The sixties were a time
when the people fought and protested and sought peace and love. Yet,
the decade was defined by three acts of gun violence – the assassinations
of President John F. Kennedy, the Reverend Martin Luther King and Senator
(and Presidential candidate) Robert F. Kennedy.
Dramatizing the shooting of Bobby
Kennedy has long been a dream project for Emilio Estevez – the former 80s
Brat Pack actor and member of the Sheen clan, who has periodically
moonlighted as a writer/director over the years. Most of Estevez'
previous behind-the-camera work (the garbage collection comedy Men at Work, anyone?)
would not lead you to expect he would have the gentle touch required to
take on such a monumental American historical event. This fear of a
mismatch is not
quite realized, but not totally squashed by Bobby, either.
Estevez obviously called in
a lot of markers in the making of this relatively low-budget, sincere but
just slightly off-the-mark tribute to the man and the shattering of one of
the last vestiges of sixties innocence. Many well-known old friends,
family members and up-and-comers signed on for this labor of love, taking
relatively small roles (undoubtedly at relatively small salaries) and
sharing the spotlight equally with a cast of dozens of well-known faces.
Sort of like Spike Lee's
Summer of Sam, this film tells the story of a historic event through the
eyes of people who were in the vicinity of what happened, but not really actually connected to it.

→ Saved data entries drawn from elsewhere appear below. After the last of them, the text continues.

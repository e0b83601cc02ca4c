//! Vertical fader mapping between a 0..=100 level and a handle offset.
//!
//! Offsets are measured from the top of the track, so level 100 sits at
//! offset 0 and level 0 at the bottom of the travel.

use serde::Deserialize;
use serde::Serialize;

use crate::catalog::ThemeKey;
use crate::guides;

pub const LEVEL_MIN: f64 = 0.0;
pub const LEVEL_MAX: f64 = 100.0;
pub const DEFAULT_LEVEL: f64 = 50.0;
/// Levels at or above this read as overused.
pub const OVERUSED_THRESHOLD: f64 = 95.0;

pub fn clamp_level(value: f64) -> f64 {
    if value.is_nan() {
        return DEFAULT_LEVEL;
    }
    value.clamp(LEVEL_MIN, LEVEL_MAX)
}

#[derive(Debug, Clone, Copy, PartialEq, Serialize, Deserialize)]
#[serde(default)]
pub struct FaderGeometry {
    pub track_height: f64,
    pub handle_height: f64,
    /// Arrow-key increment.
    pub step: f64,
}

impl Default for FaderGeometry {
    fn default() -> Self {
        Self {
            track_height: 320.0,
            handle_height: 88.0,
            step: 2.0,
        }
    }
}

impl FaderGeometry {
    /// Distance the handle can travel.
    pub fn range(&self) -> f64 {
        (self.track_height - self.handle_height).max(0.0)
    }

    pub fn value_to_position(&self, value: f64) -> f64 {
        let range = self.range();
        range - (clamp_level(value) / LEVEL_MAX) * range
    }

    pub fn position_to_value(&self, position: f64) -> f64 {
        let range = self.range();
        if range <= 0.0 {
            return DEFAULT_LEVEL;
        }
        clamp_level(LEVEL_MAX - (position / range) * LEVEL_MAX)
    }

    /// Level for a pointer at absolute `pointer_y` over a track whose top
    /// edge is at `track_top`. The pointer grabs the handle by its centre.
    pub fn pointer_to_value(&self, pointer_y: f64, track_top: f64) -> f64 {
        let y = (pointer_y - track_top - self.handle_height / 2.0).clamp(0.0, self.range());
        self.position_to_value(y)
    }

    pub fn apply_key(&self, value: f64, key: FaderKey) -> f64 {
        match key {
            FaderKey::Up => clamp_level(value + self.step),
            FaderKey::Down => clamp_level(value - self.step),
            FaderKey::Home => LEVEL_MIN,
            FaderKey::End => LEVEL_MAX,
        }
    }
}

#[derive(Debug, Clone, Copy, PartialEq, Eq, Serialize, Deserialize)]
pub enum FaderKey {
    Up,
    Down,
    Home,
    End,
}

/// Fader currently following the pointer.
#[derive(Debug, Clone, Copy, PartialEq)]
pub struct FaderDrag {
    pub key: ThemeKey,
    pub track_top: f64,
}

pub fn is_overused(value: f64) -> bool {
    value >= OVERUSED_THRESHOLD
}

/// Warning shown under an overused fader: the theme's basement text, or a
/// generic line when none is recorded.
pub fn overused_warning(key: ThemeKey) -> &'static str {
    guides::blind_spot(key)
}

#[cfg(test)]
mod tests {
    use pretty_assertions::assert_eq;

    use super::*;

    #[test]
    fn round_trip_is_exact_on_quarter_marks() {
        let fader = FaderGeometry::default();
        for value in [0.0, 25.0, 50.0, 75.0, 100.0] {
            let back = fader.position_to_value(fader.value_to_position(value));
            assert!((back - value).abs() < 0.001, "{value} -> {back}");
        }
    }

    #[test]
    fn positions_match_track_geometry() {
        let fader = FaderGeometry::default();
        assert_eq!(fader.range(), 232.0);
        assert_eq!(fader.value_to_position(100.0), 0.0);
        assert_eq!(fader.value_to_position(0.0), 232.0);
        assert_eq!(fader.value_to_position(50.0), 116.0);
    }

    #[test]
    fn out_of_track_positions_clamp() {
        let fader = FaderGeometry::default();
        assert_eq!(fader.position_to_value(-40.0), 100.0);
        assert_eq!(fader.position_to_value(999.0), 0.0);
    }

    #[test]
    fn pointer_grabs_handle_centre() {
        let fader = FaderGeometry::default();
        assert_eq!(fader.pointer_to_value(100.0 + 44.0, 100.0), 100.0);
        assert_eq!(fader.pointer_to_value(100.0 + 44.0 + 116.0, 100.0), 50.0);
        assert_eq!(fader.pointer_to_value(10.0, 100.0), 100.0);
        assert_eq!(fader.pointer_to_value(2_000.0, 100.0), 0.0);
    }

    #[test]
    fn keyboard_steps_and_clamps() {
        let fader = FaderGeometry::default();
        assert_eq!(fader.apply_key(50.0, FaderKey::Up), 52.0);
        assert_eq!(fader.apply_key(50.0, FaderKey::Down), 48.0);
        assert_eq!(fader.apply_key(99.0, FaderKey::Up), 100.0);
        assert_eq!(fader.apply_key(1.0, FaderKey::Down), 0.0);
        assert_eq!(fader.apply_key(37.0, FaderKey::Home), 0.0);
        assert_eq!(fader.apply_key(37.0, FaderKey::End), 100.0);
    }

    #[test]
    fn overused_threshold() {
        assert!(!is_overused(94.9));
        assert!(is_overused(95.0));
        assert!(!overused_warning(ThemeKey::Achiever).is_empty());
    }

    #[test]
    fn nan_levels_fall_back_to_default() {
        assert_eq!(clamp_level(f64::NAN), DEFAULT_LEVEL);
        assert_eq!(clamp_level(120.0), 100.0);
    }
}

Even though some of the eyewitnesses were distinctly effected, several even
physically injured by the events that happened at the Ambassador Hotel in
Los Angeles on June 6, 1968, you can't help but think that the crux of the
matter has been missed.
Instead, Bobby is
about the people who were at the Ambassador that day. Some were there
due to Kennedy's running in the California primaries. Some worked
there. Some were tourists or celebrating. Some were just living
their lives when they got pulled unwillingly into history.
William H. Macy is the
hotel manager, who is married to the hairdresser (Sharon Stone) but cheating
with a receptionist (Heather Graham). Anthony Hopkins plays an aging
former doorman who still sticks around the hotel even though he is retired,
mostly playing chess with his old friend (Harry Belafonte). Freddy
Rodriguez is the kitchen worker who is forced to work a double shift and give his
Dodgers tickets to the chef (Laurence Fishburne) by the racist kitchen
manager (Christian Slater.)
Martin Sheen and Helen Hunt
are a depressed Senator and his uptight wife who are in for the speech.

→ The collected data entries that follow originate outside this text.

use std::fmt;
use std::str::FromStr;

use serde::Deserialize;
use serde::Serialize;

#[derive(
    Debug, Clone, Copy, PartialEq, Eq, Hash, PartialOrd, Ord, Serialize, Deserialize,
)]
#[serde(rename_all = "lowercase")]
pub enum ThemeKey {
    Achiever,
    Activator,
    Adaptability,
    Analytical,
    Arranger,
    Belief,
    Command,
    Communication,
    Competition,
    Connectedness,
    Consistency,
    Context,
    Deliberative,
    Developer,
    Discipline,
    Empathy,
    Focus,
    Futuristic,
    Harmony,
    Ideation,
    Includer,
    Individualization,
    Input,
    Intellection,
    Learner,
    Maximizer,
    Positivity,
    Relator,
    Responsibility,
    Restorative,
    SelfAssurance,
    Significance,
    Strategic,
    Woo,
}

pub const THEME_COUNT: usize = 34;

impl ThemeKey {
    pub const ALL: [ThemeKey; THEME_COUNT] = [
        Self::Achiever,
        Self::Activator,
        Self::Adaptability,
        Self::Analytical,
        Self::Arranger,
        Self::Belief,
        Self::Command,
        Self::Communication,
        Self::Competition,
        Self::Connectedness,
        Self::Consistency,
        Self::Context,
        Self::Deliberative,
        Self::Developer,
        Self::Discipline,
        Self::Empathy,
        Self::Focus,
        Self::Futuristic,
        Self::Harmony,
        Self::Ideation,
        Self::Includer,
        Self::Individualization,
        Self::Input,
        Self::Intellection,
        Self::Learner,
        Self::Maximizer,
        Self::Positivity,
        Self::Relator,
        Self::Responsibility,
        Self::Restorative,
        Self::SelfAssurance,
        Self::Significance,
        Self::Strategic,
        Self::Woo,
    ];

    /// Stable storage identifier, the same string serde writes.
    pub fn as_str(self) -> &'static str {
        match self {
            Self::Achiever => "achiever",
            Self::Activator => "activator",
            Self::Adaptability => "adaptability",
            Self::Analytical => "analytical",
            Self::Arranger => "arranger",
            Self::Belief => "belief",
            Self::Command => "command",
            Self::Communication => "communication",
            Self::Competition => "competition",
            Self::Connectedness => "connectedness",
            Self::Consistency => "consistency",
            Self::Context => "context",
            Self::Deliberative => "deliberative",
            Self::Developer => "developer",
            Self::Discipline => "discipline",
            Self::Empathy => "empathy",
            Self::Focus => "focus",
            Self::Futuristic => "futuristic",
            Self::Harmony => "harmony",
            Self::Ideation => "ideation",
            Self::Includer => "includer",
            Self::Individualization => "individualization",
            Self::Input => "input",
            Self::Intellection => "intellection",
            Self::Learner => "learner",
            Self::Maximizer => "maximizer",
            Self::Positivity => "positivity",
            Self::Relator => "relator",
            Self::Responsibility => "responsibility",
            Self::Restorative => "restorative",
            Self::SelfAssurance => "selfassurance",
            Self::Significance => "significance",
            Self::Strategic => "strategic",
            Self::Woo => "woo",
        }
    }

    /// Exact key lookup for stored and imported documents.
    pub fn from_key(raw: &str) -> Option<Self> {
        Self::ALL.iter().copied().find(|key| key.as_str() == raw)
    }

    /// Lenient lookup for typed input: trimmed, any case.
    pub fn parse(raw: &str) -> Option<Self> {
        let raw = raw.trim();
        Self::ALL
            .iter()
            .copied()
            .find(|key| key.as_str().eq_ignore_ascii_case(raw))
    }

    pub fn theme(self) -> &'static Theme {
        theme(self)
    }

    pub fn name(self) -> &'static str {
        theme(self).name
    }

    pub fn domain(self) -> Domain {
        theme(self).domain
    }

    pub fn color(self) -> &'static str {
        theme(self).domain.color()
    }

    /// Display name with the registered mark, as used on the wheel and in reports.
    pub fn trademarked_name(self) -> String {
        with_trademark(self.name())
    }
}

impl fmt::Display for ThemeKey {
    fn fmt(&self, f: &mut fmt::Formatter<'_>) -> fmt::Result {
        f.write_str(self.as_str())
    }
}

#[derive(Debug, Clone, PartialEq, Eq, thiserror::Error)]
#[error("unknown theme key: {0}")]
pub struct UnknownThemeKey(pub String);

impl FromStr for ThemeKey {
    type Err = UnknownThemeKey;

    fn from_str(s: &str) -> Result<Self, Self::Err> {
        Self::parse(s).ok_or_else(|| UnknownThemeKey(s.to_string()))
    }
}

#[derive(Debug, Clone, Copy, PartialEq, Eq, Hash, Serialize, Deserialize)]
#[serde(rename_all = "snake_case")]
pub enum Domain {
    Executing,
    Influencing,
    RelationshipBuilding,
    StrategicThinking,
}

impl Domain {
    pub const ALL: [Domain; 4] = [
        Self::Executing,
        Self::Influencing,
        Self::RelationshipBuilding,
        Self::StrategicThinking,
    ];

    pub fn label(self) -> &'static str {
        match self {
            Self::Executing => "Executing",
            Self::Influencing => "Influencing",
            Self::RelationshipBuilding => "Relationship Building",
            Self::StrategicThinking => "Strategic Thinking",
        }
    }

    pub fn color(self) -> &'static str {
        match self {
            Self::Executing => "#6A1B9A",
            Self::Influencing => "#EF6C00",
            Self::RelationshipBuilding => "#1565C0",
            Self::StrategicThinking => "#2E7D32",
        }
    }

    /// Colour as an RGB triple, for renderers that cannot take hex strings.
    pub fn rgb(self) -> (u8, u8, u8) {
        match self {
            Self::Executing => (0x6A, 0x1B, 0x9A),
            Self::Influencing => (0xEF, 0x6C, 0x00),
            Self::RelationshipBuilding => (0x15, 0x65, 0xC0),
            Self::StrategicThinking => (0x2E, 0x7D, 0x32),
        }
    }
}

#[derive(Debug, Clone, Copy, PartialEq, Eq)]
pub struct Theme {
    pub key: ThemeKey,
    pub name: &'static str,
    pub blurb: &'static str,
    pub domain: Domain,
}

pub fn with_trademark(name: &str) -> String {
    format!("{name}®")
}

pub fn theme(key: ThemeKey) -> &'static Theme {
    // THEMES is declared in ThemeKey::ALL order.
    &THEMES[key as usize]
}

pub fn themes() -> &'static [Theme] {
    &THEMES
}

/// Case-insensitive name search used by the picker. An empty query matches everything.
pub fn search(query: &str) -> Vec<ThemeKey> {
    let query = query.trim().to_lowercase();
    THEMES
        .iter()
        .filter(|theme| query.is_empty() || theme.name.to_lowercase().contains(&query))
        .map(|theme| theme.key)
        .collect()
}

const THEMES: [Theme; THEME_COUNT] = [
    Theme {
        key: ThemeKey::Achiever,
        name: "Achiever",
        blurb: "You carry a constant drive to get things done and feel satisfied by being busy and productive.",
        domain: Domain::Executing,
    },
    Theme {
        key: ThemeKey::Activator,
        name: "Activator",
        blurb: "You turn thoughts into action and are impatient to get started rather than keep talking.",
        domain: Domain::Influencing,
    },
    Theme {
        key: ThemeKey::Adaptability,
        name: "Adaptability",
        blurb: "You go with the flow, live in the present and respond well to whatever each moment asks.",
        domain: Domain::RelationshipBuilding,
    },
    Theme {
        key: ThemeKey::Analytical,
        name: "Analytical",
        blurb: "You search for reasons and causes and want ideas to hold up against the evidence.",
        domain: Domain::StrategicThinking,
    },
    Theme {
        key: ThemeKey::Arranger,
        name: "Arranger",
        blurb: "You organise people and resources flexibly to find the most productive configuration.",
        domain: Domain::Executing,
    },
    Theme {
        key: ThemeKey::Belief,
        name: "Belief",
        blurb: "You hold enduring core values that give your life meaning and direction.",
        domain: Domain::Executing,
    },
    Theme {
        key: ThemeKey::Command,
        name: "Command",
        blurb: "You have presence, take charge and are comfortable making decisions others hesitate over.",
        domain: Domain::Influencing,
    },
    Theme {
        key: ThemeKey::Communication,
        name: "Communication",
        blurb: "You find it easy to put thoughts into words and bring ideas to life for others.",
        domain: Domain::Influencing,
    },
    Theme {
        key: ThemeKey::Competition,
        name: "Competition",
        blurb: "You measure your progress against others and strive to come out on top.",
        domain: Domain::Influencing,
    },
    Theme {
        key: ThemeKey::Connectedness,
        name: "Connectedness",
        blurb: "You believe things happen for a reason and see the links between people and events.",
        domain: Domain::RelationshipBuilding,
    },
    Theme {
        key: ThemeKey::Consistency,
        name: "Consistency",
        blurb: "You value fairness and clear rules, and want people treated the same way.",
        domain: Domain::Executing,
    },
    Theme {
        key: ThemeKey::Context,
        name: "Context",
        blurb: "You look to the past to understand the present and make better decisions.",
        domain: Domain::StrategicThinking,
    },
    Theme {
        key: ThemeKey::Deliberative,
        name: "Deliberative",
        blurb: "You take serious care in decisions and anticipate the risks before you commit.",
        domain: Domain::Executing,
    },
    Theme {
        key: ThemeKey::Developer,
        name: "Developer",
        blurb: "You see potential in others and enjoy helping them grow step by step.",
        domain: Domain::RelationshipBuilding,
    },
    Theme {
        key: ThemeKey::Discipline,
        name: "Discipline",
        blurb: "You bring structure, routine and order to your world so that work gets done well.",
        domain: Domain::Executing,
    },
    Theme {
        key: ThemeKey::Empathy,
        name: "Empathy",
        blurb: "You sense the feelings of others and can imagine yourself in their situation.",
        domain: Domain::RelationshipBuilding,
    },
    Theme {
        key: ThemeKey::Focus,
        name: "Focus",
        blurb: "You set direction, follow through and stay on track toward the goal that matters.",
        domain: Domain::Executing,
    },
    Theme {
        key: ThemeKey::Futuristic,
        name: "Futuristic",
        blurb: "You are inspired by what could be and energise others with your picture of the future.",
        domain: Domain::StrategicThinking,
    },
    Theme {
        key: ThemeKey::Harmony,
        name: "Harmony",
        blurb: "You look for consensus and common ground, and prefer agreement to conflict.",
        domain: Domain::RelationshipBuilding,
    },
    Theme {
        key: ThemeKey::Ideation,
        name: "Ideation",
        blurb: "You are fascinated by ideas and find connections between seemingly unrelated things.",
        domain: Domain::StrategicThinking,
    },
    Theme {
        key: ThemeKey::Includer,
        name: "Includer",
        blurb: "You accept others readily and work to bring the people on the edge into the group.",
        domain: Domain::RelationshipBuilding,
    },
    Theme {
        key: ThemeKey::Individualization,
        name: "Individualization",
        blurb: "You are intrigued by the unique qualities of each person and work with what makes them different.",
        domain: Domain::RelationshipBuilding,
    },
    Theme {
        key: ThemeKey::Input,
        name: "Input",
        blurb: "You are curious and love to collect information, ideas and things that might be useful.",
        domain: Domain::StrategicThinking,
    },
    Theme {
        key: ThemeKey::Intellection,
        name: "Intellection",
        blurb: "You enjoy thinking, reflecting and having time alone with your mind.",
        domain: Domain::StrategicThinking,
    },
    Theme {
        key: ThemeKey::Learner,
        name: "Learner",
        blurb: "You love learning and the process of getting from not knowing to knowing excites you.",
        domain: Domain::StrategicThinking,
    },
    Theme {
        key: ThemeKey::Maximizer,
        name: "Maximizer",
        blurb: "You focus on strengths to take people and work from good to excellent.",
        domain: Domain::Influencing,
    },
    Theme {
        key: ThemeKey::Positivity,
        name: "Positivity",
        blurb: "Your enthusiasm is contagious and you help others see what is good in a situation.",
        domain: Domain::RelationshipBuilding,
    },
    Theme {
        key: ThemeKey::Relator,
        name: "Relator",
        blurb: "You enjoy close relationships and find satisfaction working with people you know well.",
        domain: Domain::RelationshipBuilding,
    },
    Theme {
        key: ThemeKey::Responsibility,
        name: "Responsibility",
        blurb: "You take ownership of what you say you will do and care about honesty and loyalty.",
        domain: Domain::Executing,
    },
    Theme {
        key: ThemeKey::Restorative,
        name: "Restorative",
        blurb: "You are good at figuring out what is wrong and putting it right.",
        domain: Domain::Executing,
    },
    Theme {
        key: ThemeKey::SelfAssurance,
        name: "Self-Assurance",
        blurb: "You trust your own judgement and feel confident in your ability to manage your life.",
        domain: Domain::Influencing,
    },
    Theme {
        key: ThemeKey::Significance,
        name: "Significance",
        blurb: "You want to make a big impact and be recognised as credible and important.",
        domain: Domain::Influencing,
    },
    Theme {
        key: ThemeKey::Strategic,
        name: "Strategic",
        blurb: "You quickly spot patterns and create alternative ways forward in any scenario.",
        domain: Domain::StrategicThinking,
    },
    Theme {
        key: ThemeKey::Woo,
        name: "Woo",
        blurb: "You love meeting new people and winning them over, breaking the ice with ease.",
        domain: Domain::Influencing,
    },
];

Lindsay Lohan and Elijah Wood play a young couple getting married not
because they were in love, but so he can avoid Vietnam. Demi Moore is
a drunken singer and Estevez plays her hen-pecked husband. Svetlana
Metkina is a Czech reporter who has been promised a short interview with the
candidate. Nick Cannon and Joshua Jackson are politicos who are
getting a taste of life on the campaign trail. Brian Geraghty and Shia
LaBeouf are campaign volunteers who take their first acid trip thanks to a
hippie dealer (Ashton Kutcher).
Most of the stories and
characters are well-done and interesting. Some not so well – Demi
Moore's alcoholic lounge singer comes immediately to mind.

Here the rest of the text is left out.